» AIM OF THE TASK:
Scan the data for "struct" and copy the lines it appears in.

** Opening GIVEN INFORMATION block **

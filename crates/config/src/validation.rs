//! Configuration validation
//!
//! Validates config consistency:
//! - Function types are known and their required options are present
//! - Duration options parse
//! - Pipelines are non-empty and reference declared functions
//! - The selected trigger has usable settings

use crate::broker::BrokerUrl;
use crate::error::{ConfigError, Result};
use crate::functions::{DURATION_OPTION_KEYS, FunctionConfig, is_known_function_type};
use crate::pipelines::DEFAULT_PIPELINE_ID;
use crate::trigger::TriggerType;
use crate::Config;

/// Validate the entire configuration
pub fn validate_config(config: &Config) -> Result<()> {
    validate_functions(config)?;
    validate_pipelines(config)?;
    validate_trigger(config)?;
    Ok(())
}

/// Validate function instances
fn validate_functions(config: &Config) -> Result<()> {
    for (name, function) in &config.functions {
        if !is_known_function_type(&function.function_type) {
            return Err(ConfigError::unknown_function_type(
                name,
                &function.function_type,
            ));
        }

        for key in DURATION_OPTION_KEYS {
            if let Err(message) = function.get_duration(key) {
                return Err(ConfigError::invalid_value("function", name, *key, message));
            }
        }

        validate_function_options(name, function)?;
    }
    Ok(())
}

/// Type-specific required options
fn validate_function_options(name: &str, function: &FunctionConfig) -> Result<()> {
    let require = |field: &'static str| -> Result<()> {
        match function.get_str(field) {
            Some(v) if !v.is_empty() => Ok(()),
            _ => Err(ConfigError::missing_field("function", name, field)),
        }
    };

    match function.function_type.as_str() {
        "filter_by_device_name"
        | "filter_by_profile_name"
        | "filter_by_source_name"
        | "filter_by_resource_name" => {
            if function.get_list("names").is_none() {
                return Err(ConfigError::missing_field("function", name, "names"));
            }
            if let Some(mode) = function.get_str("mode")
                && mode != "include"
                && mode != "exclude"
            {
                return Err(ConfigError::invalid_value(
                    "function",
                    name,
                    "mode",
                    "must be 'include' or 'exclude'",
                ));
            }
        }
        "encrypt_aes256" => {
            require("secret_path")?;
            require("secret_name")?;
        }
        "mqtt_export" => {
            require("broker_address")?;
            require("topic")?;
            if let Some(url) = function.get_str("broker_address") {
                validate_broker_url("function", name, "broker_address", url)?;
            }
            if let Some(qos) = function.get_int("qos")
                && !(0..=2).contains(&qos)
            {
                return Err(ConfigError::invalid_value(
                    "function",
                    name,
                    "qos",
                    "must be 0, 1 or 2",
                ));
            }
        }
        "batch_by_count" | "batch_by_time_and_count" | "batch_by_time" => {
            let needs_count = function.function_type != "batch_by_time";
            let needs_time = function.function_type != "batch_by_count";
            if needs_count {
                match function.get_int("batch_threshold") {
                    None => {
                        return Err(ConfigError::missing_field("function", name, "batch_threshold"));
                    }
                    Some(n) if n <= 0 => {
                        return Err(ConfigError::invalid_value(
                            "function",
                            name,
                            "batch_threshold",
                            "must be greater than zero",
                        ));
                    }
                    Some(_) => {}
                }
            }
            if needs_time {
                match function.get_duration("time_interval") {
                    Ok(Some(d)) if !d.is_zero() => {}
                    Ok(Some(_)) => {
                        return Err(ConfigError::invalid_value(
                            "function",
                            name,
                            "time_interval",
                            "must be greater than zero",
                        ));
                    }
                    _ => return Err(ConfigError::missing_field("function", name, "time_interval")),
                }
            }
        }
        _ => {}
    }
    Ok(())
}

/// Validate pipeline wiring
fn validate_pipelines(config: &Config) -> Result<()> {
    let pipelines = &config.pipelines;
    if pipelines.is_empty() {
        return Err(ConfigError::NoPipelines);
    }

    for (id, pipeline) in &pipelines.per_topic {
        if id.is_empty() {
            return Err(ConfigError::invalid_value(
                "pipeline",
                id,
                "id",
                "must not be empty",
            ));
        }
        if id == DEFAULT_PIPELINE_ID {
            return Err(ConfigError::DuplicatePipeline {
                pipeline: id.clone(),
            });
        }
        if pipeline.topics.is_empty() {
            return Err(ConfigError::invalid_value(
                "pipeline",
                id,
                "topics",
                "at least one topic must be specified",
            ));
        }
        if pipeline.functions.is_empty() {
            return Err(ConfigError::empty_pipeline(id));
        }
    }

    for (id, functions) in pipelines.iter_functions() {
        for function in functions {
            if !config.functions.contains_key(function) {
                return Err(ConfigError::unknown_function(id, function));
            }
        }
    }

    Ok(())
}

/// Validate the selected trigger
fn validate_trigger(config: &Config) -> Result<()> {
    match config.trigger.trigger_type {
        TriggerType::Http => {
            if config.trigger.http.port == 0 {
                return Err(ConfigError::invalid_value(
                    "trigger",
                    "http",
                    "port",
                    "must be non-zero",
                ));
            }
        }
        TriggerType::Mqtt => {
            let mqtt = &config.trigger.mqtt;
            validate_broker_url("trigger", "mqtt", "broker_url", &mqtt.broker_url)?;
            if mqtt.subscribe_topics.is_empty() {
                return Err(ConfigError::missing_field(
                    "trigger",
                    "mqtt",
                    "subscribe_topics",
                ));
            }
            if mqtt.qos > 2 {
                return Err(ConfigError::invalid_value(
                    "trigger",
                    "mqtt",
                    "qos",
                    "must be 0, 1 or 2",
                ));
            }
        }
        TriggerType::Custom => {}
    }
    Ok(())
}

fn validate_broker_url(
    component: &'static str,
    name: &str,
    field: &'static str,
    url: &str,
) -> Result<()> {
    BrokerUrl::parse(url)
        .map(|_| ())
        .map_err(|e| ConfigError::invalid_value(component, name, field, e.to_string()))
}

#[cfg(test)]
mod tests {
    use crate::{Config, ConfigError};
    use std::str::FromStr;

    const RESPONSE: &str = r#"
[functions.response]
type = "set_response_data"
"#;

    fn parse(extra: &str) -> Result<Config, ConfigError> {
        Config::from_str(&format!("{RESPONSE}\n{extra}"))
    }

    #[test]
    fn test_valid_minimal_config() {
        let config = parse("[pipelines]\ndefault = [\"response\"]").unwrap();
        assert_eq!(config.pipelines.default, vec!["response"]);
    }

    #[test]
    fn test_no_pipelines() {
        assert!(matches!(parse(""), Err(ConfigError::NoPipelines)));
    }

    #[test]
    fn test_unknown_function_reference() {
        let result = parse("[pipelines]\ndefault = [\"response\", \"missing\"]");
        assert!(matches!(
            result,
            Err(ConfigError::UnknownFunction { ref function, .. }) if function == "missing"
        ));
    }

    #[test]
    fn test_unknown_function_type() {
        let result = parse(
            r#"
[functions.zip]
type = "compress_brotli"

[pipelines]
default = ["zip"]
"#,
        );
        assert!(matches!(result, Err(ConfigError::UnknownFunctionType { .. })));
    }

    #[test]
    fn test_empty_per_topic_functions() {
        let result = parse(
            r#"
[pipelines.per_topic.p1]
topics = ["a"]
functions = []
"#,
        );
        assert!(matches!(result, Err(ConfigError::EmptyPipeline { .. })));
    }

    #[test]
    fn test_empty_per_topic_topics() {
        let result = parse(
            r#"
[pipelines.per_topic.p1]
topics = []
functions = ["response"]
"#,
        );
        assert!(matches!(result, Err(ConfigError::InvalidValue { ref field, .. }) if field == "topics"));
    }

    #[test]
    fn test_per_topic_cannot_shadow_default_id() {
        let result = parse(
            r#"
[pipelines.per_topic.default-pipeline]
topics = ["a"]
functions = ["response"]
"#,
        );
        assert!(matches!(result, Err(ConfigError::DuplicatePipeline { .. })));
    }

    #[test]
    fn test_invalid_duration() {
        let result = parse(
            r#"
[functions.batch]
type = "batch_by_time"
time_interval = "eventually"

[pipelines]
default = ["batch"]
"#,
        );
        assert!(matches!(
            result,
            Err(ConfigError::InvalidValue { ref field, .. }) if field == "time_interval"
        ));
    }

    #[test]
    fn test_batch_requires_threshold() {
        let result = parse(
            r#"
[functions.batch]
type = "batch_by_count"

[pipelines]
default = ["batch"]
"#,
        );
        assert!(matches!(
            result,
            Err(ConfigError::MissingField { field: "batch_threshold", .. })
        ));
    }

    #[test]
    fn test_batch_zero_threshold() {
        let result = parse(
            r#"
[functions.batch]
type = "batch_by_time_and_count"
batch_threshold = 0
time_interval = "1s"

[pipelines]
default = ["batch"]
"#,
        );
        assert!(matches!(result, Err(ConfigError::InvalidValue { .. })));
    }

    #[test]
    fn test_encrypt_requires_secret_name() {
        let result = parse(
            r#"
[functions.encrypt]
type = "encrypt_aes256"
secret_path = "aes"

[pipelines]
default = ["encrypt"]
"#,
        );
        assert!(matches!(
            result,
            Err(ConfigError::MissingField { field: "secret_name", .. })
        ));
    }

    #[test]
    fn test_mqtt_export_bad_scheme() {
        let result = parse(
            r#"
[functions.export]
type = "mqtt_export"
broker_address = "http://broker:1883"
topic = "out"

[pipelines]
default = ["export"]
"#,
        );
        assert!(matches!(
            result,
            Err(ConfigError::InvalidValue { ref field, .. }) if field == "broker_address"
        ));
    }

    #[test]
    fn test_filter_requires_names() {
        let result = parse(
            r#"
[functions.only_x]
type = "filter_by_device_name"

[pipelines]
default = ["only_x"]
"#,
        );
        assert!(matches!(result, Err(ConfigError::MissingField { field: "names", .. })));
    }

    #[test]
    fn test_filter_bad_mode() {
        let result = parse(
            r#"
[functions.only_x]
type = "filter_by_device_name"
names = ["X"]
mode = "sometimes"

[pipelines]
default = ["only_x"]
"#,
        );
        assert!(matches!(result, Err(ConfigError::InvalidValue { .. })));
    }

    #[test]
    fn test_mqtt_trigger_requires_subscriptions() {
        let result = parse(
            r#"
[trigger]
type = "mqtt"

[pipelines]
default = ["response"]
"#,
        );
        assert!(matches!(
            result,
            Err(ConfigError::MissingField { field: "subscribe_topics", .. })
        ));
    }

    #[test]
    fn test_mqtt_trigger_valid() {
        let result = parse(
            r#"
[trigger]
type = "mqtt"

[trigger.mqtt]
broker_url = "tcps://broker:8883"
subscribe_topics = ["events/#"]

[pipelines]
default = ["response"]
"#,
        );
        assert!(result.is_ok());
    }
}
//! MQTT Trigger - message-bus source
//!
//! Subscribes to the configured topics and dispatches every publish as an
//! envelope. Pipeline responses go to `publish_topic`; background messages
//! go to their own topic, or `publish_topic` when they carry none.
//!
//! The broker connection reuses the `mqtt_export` plumbing: the same URL
//! schemes, auth modes and secret-store credentials. Setup waits for the
//! first ConnAck so a bad broker fails `initialize`. After that the event
//! loop reconnects on its own and subscriptions are renewed on every
//! ConnAck.

mod responder;


use std::sync::Arc;
use std::time::Duration;

use async_trait::async_trait;
use edgeflow_config::MqttTriggerConfig;
use edgeflow_pipeline::{BackgroundMessage, Dispatcher};
use edgeflow_protocol::MessageEnvelope;
use edgeflow_sinks::mqtt::{
    BrokerUrl, MqttConnectionConfig, build_mqtt_options, load_credentials, qos_from_level,
};
use rumqttc::{AsyncClient, ConnectReturnCode, Event, EventLoop, Packet, Publish, QoS};
use tokio::sync::mpsc;
use tokio_util::sync::CancellationToken;

pub use responder::MqttResponder;

use crate::common::{TriggerMetrics, TriggerSnapshot};
use crate::{Result, Trigger, TriggerError, TriggerHandle};

/// Outstanding client requests before publishes back-pressure
const REQUEST_CAPACITY: usize = 256;

/// Pause after an event-loop error before polling again
const RECONNECT_DELAY: Duration = Duration::from_secs(1);

/// MQTT trigger
pub struct MqttTrigger {
    config: MqttTriggerConfig,
    dispatcher: Dispatcher,
    metrics: Arc<TriggerMetrics>,
}

impl MqttTrigger {
    pub fn new(config: MqttTriggerConfig, dispatcher: Dispatcher) -> Self {
        Self {
            config,
            dispatcher,
            metrics: Arc::new(TriggerMetrics::new()),
        }
    }

    pub fn metrics(&self) -> TriggerSnapshot {
        self.metrics.snapshot()
    }

    pub fn metrics_handle(&self) -> Arc<TriggerMetrics> {
        Arc::clone(&self.metrics)
    }
}

#[async_trait]
impl Trigger for MqttTrigger {
    fn name(&self) -> &'static str {
        "mqtt"
    }

    async fn initialize(
        self: Box<Self>,
        shutdown: CancellationToken,
        background: mpsc::Receiver<BackgroundMessage>,
    ) -> Result<TriggerHandle> {
        let connection = MqttConnectionConfig::from_trigger(&self.config)?;
        let qos = qos_from_level(i64::from(self.config.qos))?;
        if self.config.subscribe_topics.is_empty() {
            tracing::warn!("mqtt trigger has no subscribe topics, no envelopes will arrive");
        }

        let credentials = load_credentials(
            &**self.dispatcher.secret_provider(),
            connection.auth_mode,
            &connection.secret_path,
        )
        .await?;
        let options = build_mqtt_options(&connection, &credentials)?;
        let (client, mut eventloop) = AsyncClient::new(options, REQUEST_CAPACITY);

        await_connack(&mut eventloop, &connection.broker, connection.connect_timeout).await?;
        tracing::info!(
            broker = %connection.broker,
            client_id = %connection.client_id,
            topics = ?self.config.subscribe_topics,
            "mqtt trigger connected"
        );

        let session = Arc::new(Session {
            client,
            dispatcher: self.dispatcher.clone(),
            subscribe_topics: self.config.subscribe_topics.clone(),
            publish_topic: self.config.publish_topic.clone(),
            qos,
            retain: self.config.retain,
            metrics: Arc::clone(&self.metrics),
        });
        session.subscribe_all();

        let task = tokio::spawn(run(session, eventloop, shutdown, background));
        Ok(TriggerHandle::new("mqtt", task))
    }
}

/// Poll until the broker accepts or refuses the connection
async fn await_connack(
    eventloop: &mut EventLoop,
    broker: &BrokerUrl,
    timeout: Duration,
) -> Result<()> {
    let connect = async {
        loop {
            match eventloop.poll().await {
                Ok(Event::Incoming(Packet::ConnAck(ack))) => {
                    return if ack.code == ConnectReturnCode::Success {
                        Ok(())
                    } else {
                        Err(TriggerError::mqtt(format!(
                            "broker {broker} refused connection: {:?}",
                            ack.code
                        )))
                    };
                }
                Ok(_) => {}
                Err(e) => {
                    return Err(TriggerError::mqtt(format!(
                        "failed to connect to {broker}: {e}"
                    )));
                }
            }
        }
    };

    tokio::time::timeout(timeout, connect)
        .await
        .map_err(|_| {
            TriggerError::mqtt(format!(
                "timed out connecting to {broker} after {timeout:?}"
            ))
        })?
}

/// State shared by the event loop and spawned dispatches
struct Session {
    client: AsyncClient,
    dispatcher: Dispatcher,
    subscribe_topics: Vec<String>,
    publish_topic: Option<String>,
    qos: QoS,
    retain: bool,
    metrics: Arc<TriggerMetrics>,
}

impl Session {
    /// Queue a subscribe for every configured topic
    fn subscribe_all(&self) {
        for topic in &self.subscribe_topics {
            match self.client.try_subscribe(topic.as_str(), self.qos) {
                Ok(()) => tracing::debug!(topic = %topic, "subscribed"),
                Err(e) => {
                    self.metrics.error();
                    tracing::error!(topic = %topic, error = %e, "subscribe failed");
                }
            }
        }
    }

    /// Dispatch one publish on its own task
    fn dispatch(&self, publish: Publish) {
        let envelope = envelope_from_publish(publish);
        self.metrics
            .envelope_received(envelope.payload().len() as u64);

        let responder = Arc::new(MqttResponder::new(
            self.client.clone(),
            self.publish_topic.clone(),
            self.qos,
            self.retain,
            Arc::clone(&self.metrics),
        ));
        let dispatcher = self.dispatcher.clone();
        let metrics = Arc::clone(&self.metrics);
        tokio::spawn(async move {
            let summary = dispatcher.message_received(envelope, responder).await;
            if summary.all_failed() {
                metrics.error();
            }
        });
    }

    /// Publish a background message without blocking the event loop
    fn publish_background(&self, message: BackgroundMessage) {
        let Some(topic) =
            resolve_background_topic(message.topic.as_deref(), self.publish_topic.as_deref())
        else {
            tracing::warn!(
                correlation_id = %message.envelope.correlation_id(),
                "background message has no topic and no publish topic is configured, dropping"
            );
            return;
        };

        let payload = message.envelope.payload().to_vec();
        match self.client.try_publish(topic, self.qos, self.retain, payload) {
            Ok(()) => self.metrics.background_sent(),
            Err(e) => {
                self.metrics.error();
                tracing::error!(topic = %topic, error = %e, "background publish failed");
            }
        }
    }
}

async fn run(
    session: Arc<Session>,
    mut eventloop: EventLoop,
    shutdown: CancellationToken,
    mut background: mpsc::Receiver<BackgroundMessage>,
) -> Result<()> {
    let mut background_open = true;

    loop {
        tokio::select! {
            _ = shutdown.cancelled() => {
                if let Err(e) = session.client.try_disconnect() {
                    tracing::debug!(error = %e, "mqtt disconnect request failed");
                }
                break;
            }

            message = background.recv(), if background_open => match message {
                Some(message) => session.publish_background(message),
                None => background_open = false,
            },

            event = eventloop.poll() => match event {
                Ok(Event::Incoming(Packet::Publish(publish))) => session.dispatch(publish),
                Ok(Event::Incoming(Packet::ConnAck(_))) => {
                    tracing::info!("mqtt trigger reconnected");
                    session.subscribe_all();
                }
                Ok(_) => {}
                Err(e) => {
                    session.metrics.error();
                    tracing::warn!(error = %e, "mqtt connection error, retrying");
                    tokio::select! {
                        _ = shutdown.cancelled() => break,
                        _ = tokio::time::sleep(RECONNECT_DELAY) => {}
                    }
                }
            },
        }
    }

    tracing::info!("mqtt trigger stopped");
    Ok(())
}

/// Envelope for an incoming publish
///
/// MQTT 3.1.1 carries no headers, so every envelope gets a fresh
/// correlation id and the JSON content type.
fn envelope_from_publish(publish: Publish) -> MessageEnvelope {
    MessageEnvelope::new(publish.topic, publish.payload)
}

/// Topic for a background message: its own, else the publish topic
fn resolve_background_topic<'a>(
    message_topic: Option<&'a str>,
    publish_topic: Option<&'a str>,
) -> Option<&'a str> {
    message_topic
        .filter(|t| !t.is_empty())
        .or(publish_topic.filter(|t| !t.is_empty()))
}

** Closing GIVEN INFORMATION block **

» RESPONSE BOX:
pub struct MqttTrigger {
struct Session {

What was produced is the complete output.